More than Accomplices: The Crimes of Hitler’s Female SS
I did not want to stand behind the SS men. I wanted to show them that I, as a woman could conduct myself like a man … So I shot four Jews and six Jewish children. I wanted to prove myself to the men.– Excerpt from the interrogation of Erna Petri
The names most commonly associated with the Holocaust are undoubtedly Heinrich Himmler, Joseph Goebbels, Adolph Eichmann, and, of course, Adolph Hitler himself. Modern society tends to attribute the worst crimes of Nazi Germany to the murderous SS and their collaborators. The notoriety of these famous faces makes it seem that men were solely responsible for the Holocaust. Although an elite group of men may have orchestrated the Holocaust, regular women were also essential in implementing and carrying out its murderous policies. Yet, the names Pauline Kneissler, Liselotte Meier, and Erna Petri do not instill the same level of anger, disdain, or even recognition despite these women’s roles in perpetrating genocide. The existence of thousands of female auxiliaries like Kneissler, Meier, and Petri suggests that German women were much more than disinterested witnesses or willing accomplices to genocide: they were active participants.

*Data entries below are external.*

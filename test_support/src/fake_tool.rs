//! Fake toolchain and analyzer executables.
//!
//! Each helper writes a small `/bin/sh` script into its own temporary
//! directory. Point graphrun at a script with the matching override variable
//! from [`toolchain_env`].

use anyhow::{Context, Result};
use camino::{Utf8Path, Utf8PathBuf};
use std::fs;
use std::path::Path;
use tempfile::TempDir;

/// A fake executable that lives as long as this value.
#[derive(Debug)]
pub struct FakeTool {
    _dir: TempDir,
    path: Utf8PathBuf,
    capture: Utf8PathBuf,
}

impl FakeTool {
    /// Path of the script.
    pub fn path(&self) -> &Utf8Path {
        &self.path
    }

    /// Arguments recorded by the last invocation, or `None` if the script
    /// never ran.
    pub fn recorded_args(&self) -> Result<Option<Vec<String>>> {
        if !self.capture.exists() {
            return Ok(None);
        }
        let text = fs::read_to_string(&self.capture)
            .with_context(|| format!("read capture {}", self.capture))?;
        Ok(Some(text.lines().map(str::to_owned).collect()))
    }
}

/// Make a script file executable on Unix platforms.
#[cfg(unix)]
fn make_script_executable(path: &Path, context: &str) -> Result<()> {
    use std::os::unix::fs::PermissionsExt;
    let mut perms = fs::metadata(path)
        .with_context(|| format!("{context}: read metadata {}", path.display()))?
        .permissions();
    perms.set_mode(0o755);
    fs::set_permissions(path, perms)
        .with_context(|| format!("{context}: set permissions {}", path.display()))?;
    Ok(())
}

#[cfg(not(unix))]
fn make_script_executable(_path: &Path, _context: &str) -> Result<()> {
    Ok(())
}

/// Write a script named `name` whose body runs after argument capture.
fn write_tool(name: &str, body: &str) -> Result<FakeTool> {
    let dir = TempDir::new().with_context(|| format!("{name}: create temp dir"))?;
    let root = Utf8PathBuf::from_path_buf(dir.path().to_path_buf())
        .map_err(|path| anyhow::anyhow!("{name}: temp dir {} is not UTF-8", path.display()))?;
    let path = root.join(name);
    let capture = root.join(format!("{name}.args"));
    let script = format!(
        concat!(
            "#!/bin/sh\n",
            ": > \"{capture}\"\n",
            "for arg in \"$@\"; do\n",
            "  printf '%s\\n' \"$arg\" >> \"{capture}\"\n",
            "done\n",
            "{body}\n",
        ),
        capture = capture,
        body = body,
    );
    fs::write(&path, script).with_context(|| format!("{name}: write script {path}"))?;
    make_script_executable(path.as_std_path(), name)?;
    Ok(FakeTool {
        _dir: dir,
        path,
        capture,
    })
}

/// A fake executable that records its arguments and exits with `exit_code`.
pub fn fake_exit(name: &str, exit_code: i32) -> Result<FakeTool> {
    write_tool(name, &format!("exit {exit_code}"))
}

/// A fake `tsc` that emits `build/main.js` below the working directory and
/// exits with `exit_code`.
pub fn fake_compiler(exit_code: i32) -> Result<FakeTool> {
    write_tool(
        "tsc",
        &format!(
            concat!(
                "mkdir -p build\n",
                "echo 'console.log(\"analyzer\")' > build/main.js\n",
                "exit {code}",
            ),
            code = exit_code,
        ),
    )
}

/// A fake `node` that writes a placeholder graph into the output directory
/// (its second argument) and exits with `exit_code`.
pub fn fake_analyzer(exit_code: i32) -> Result<FakeTool> {
    write_tool(
        "node",
        &format!(
            concat!(
                "if [ -d \"$2\" ]; then\n",
                "  echo 'digraph {{}}' > \"$2/graph.txt\"\n",
                "fi\n",
                "exit {code}",
            ),
            code = exit_code,
        ),
    )
}

#[cfg(all(test, unix))]
mod tests {
    use super::*;
    use std::process::Command;

    #[test]
    fn fake_exit_records_arguments_and_status() -> Result<()> {
        let tool = fake_exit("tsc", 3)?;
        let status = Command::new(tool.path().as_std_path())
            .args(["--project", "two words"])
            .status()
            .context("run fake tool")?;
        anyhow::ensure!(status.code() == Some(3), "unexpected status {status}");
        let args = tool.recorded_args()?.context("capture written")?;
        anyhow::ensure!(args == ["--project", "two words"], "unexpected args {args:?}");
        Ok(())
    }

    #[test]
    fn unused_tool_has_no_capture() -> Result<()> {
        let tool = fake_analyzer(0)?;
        anyhow::ensure!(tool.recorded_args()?.is_none(), "capture should be absent");
        Ok(())
    }
}
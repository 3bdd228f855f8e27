// SPDX-FileCopyrightText: Copyright © 2020-2025 Serpent OS Developers
//
// SPDX-License-Identifier: MPL-2.0

use std::path::PathBuf;

use thiserror::Error;

use crate::{paths, util, Paths, Project};

const PROGRAM: &str = "quarry";

pub struct Env {
    pub config: config::Manager,
    pub project: Project,
    pub paths: Paths,
}

impl Env {
    pub async fn new(config_dir: Option<PathBuf>, rpmbuild_root: Option<PathBuf>) -> Result<Self, Error> {
        let config = if let Some(dir) = config_dir {
            config::Manager::custom(dir)
        } else if util::is_root() {
            config::Manager::system("/", PROGRAM)
        } else {
            config::Manager::user(PROGRAM)?
        };

        let project = config.load::<Project>().await.unwrap_or_default();

        let root = paths::resolve_root(rpmbuild_root.or_else(|| project.rpmbuild_root.clone()))?;
        let paths = Paths::new(root, project.spec());

        Ok(Self { config, project, paths })
    }
}

#[derive(Debug, Error)]
pub enum Error {
    #[error("cannot find config dir, $XDG_CONFIG_HOME or $HOME env not set")]
    UserConfig,
    #[error("resolve rpmbuild root")]
    Paths(#[from] paths::Error),
}

impl From<config::CreateUserError> for Error {
    fn from(_: config::CreateUserError) -> Self {
        Error::UserConfig
    }
}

Ideally, women in Nazi Germany were supposed to fulfill the role of advancing the “Aryan” race by producing and caring for a large family. As Dagmar Herzog notes, German women were pressured to become mothers, and even “unmarried women were encouraged into extramarital motherhood or at least into libertinage.”1 While motherhood became most German women’s primary contribution, other women took on more demanding roles within the Third Reich. While women were forbidden from seeking official positions within the SS, a special auxiliary group existed for German woman eager to serve their Führer, known as the SS-Helferinnenkorps. As journalist Jessica Trisko Darden notes, around 10,000 women were members of the SS-Helferinnenkorps, roughly 5,000 women served as concentration camp guards, and another 7,900 women worked as Frauenkorp officers, the women tasked with creating “the day’s kill list” for political prisoners. German newspapers published numerous ads to recruit women for the SS-Helferinnenkorps. Historian Isabel Kershner has shown that women ultimately comprised about 10 percent of concentration camp guards. The responsibilities of the SS-Helferinnenkorps extended beyond serving as guards. Women were also detectives identifying hidden Jews, nurses in medical experiments, and executioners in the occupied East.2
The SS was a deeply patriarchal organization run exclusively by men, as was Nazi Germany as a whole. As such, male leaders required the SS-Helferinnenkorps to meet strict rules: they had to be between the ages of 17 and 30 and at least 5’4″ tall.3 The strict age and physical requirements demonstrate the all-consuming control SS men held over their female counterparts. Women’s reasons for joining were varied. Some women sought out the SS-Helferinnenkorps to impress their families. Others were married to SS officers, and some were eager to experience the excitement of the war. Only 14 percent of the SS-Helferinnenkorps possessed a high school degree, suggesting most women who joined were not only lacking education but also broader socio-economic opportunities.4 The SS-Helferinnenkorps offered German women the opportunity to feel important to the Third Reich without taking on the role of motherhood. The SS leadership celebrated auxiliary members for their work, and the women participated in social events and enjoyed retreats with their SS male counterparts. SS officer Karl Höcker’s photograph album reveals the “joyous” social occasions the SS and female auxiliaries enjoyed while working at Auschwitz.5
Höcker’s album contains several pages devoted to the female auxiliaries. One photograph titled “Hier gibt es Blaubeeren” (“Here there are blueberries”) was taken on July 22, 1944. While the auxiliaries enjoyed their blueberries, only miles away, on the very same day, 150 individuals were transported to Auschwitz.6 Of those 150 prisoners, the SS selected 21 men and 12 women for work at the camp; they killed the remaining individuals in the gas chambers.7 While several of Höcker’s photos of the auxiliaries were staged, the lighthearted tone of the photographs offers a striking juxtaposition to the horrific acts perpetrated by the male and female camp officers. These brighter moments may have offered some levity to an emotionally exhausting job, or perhaps they suggest that many of these women simply did not consider the implications of their actions only a few miles away.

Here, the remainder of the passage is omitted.